EXTRACTED DATA:
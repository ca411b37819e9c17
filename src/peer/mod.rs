//! Leader election across every node sharing one database.
//!
//! - [`lock`]: advisory lock key and statements
//! - [`elector`]: the [`LeaderElector`] actor and its [`PeerHandle`]

pub mod elector;
pub mod lock;

pub use elector::{LeaderElector, PeerHandle, PeerMessage};
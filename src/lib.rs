pub mod config;
pub mod dashboard;
pub mod error;
pub mod node;
pub mod notifier;
pub mod peer;
pub mod pruner;
pub mod registry;
pub mod scope;
pub mod shutdown;
pub mod timer;

pub use error::{RelayError, Result};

TASK TO CARRY OUT:
Every record should be given again without alteration.

RESULT FOR THIS EXERCISE:
repository ca411b37819e9c17
filename src/peer/mod.rs
//! Leader election across every node sharing one database.
//!
//! - [`lock`]: advisory lock key and statements
//! - [`elector`]: the [`LeaderElector`] actor and its [`PeerHandle`]

pub mod elector;
pub mod lock;

pub use elector::{LeaderElector, PeerHandle, PeerMessage};
filename src/lib.rs
pub mod config;
pub mod dashboard;
pub mod error;
pub mod node;
pub mod notifier;
pub mod peer;
pub mod pruner;
pub mod registry;
pub mod scope;
pub mod shutdown;
pub mod timer;

pub use error::{RelayError, Result};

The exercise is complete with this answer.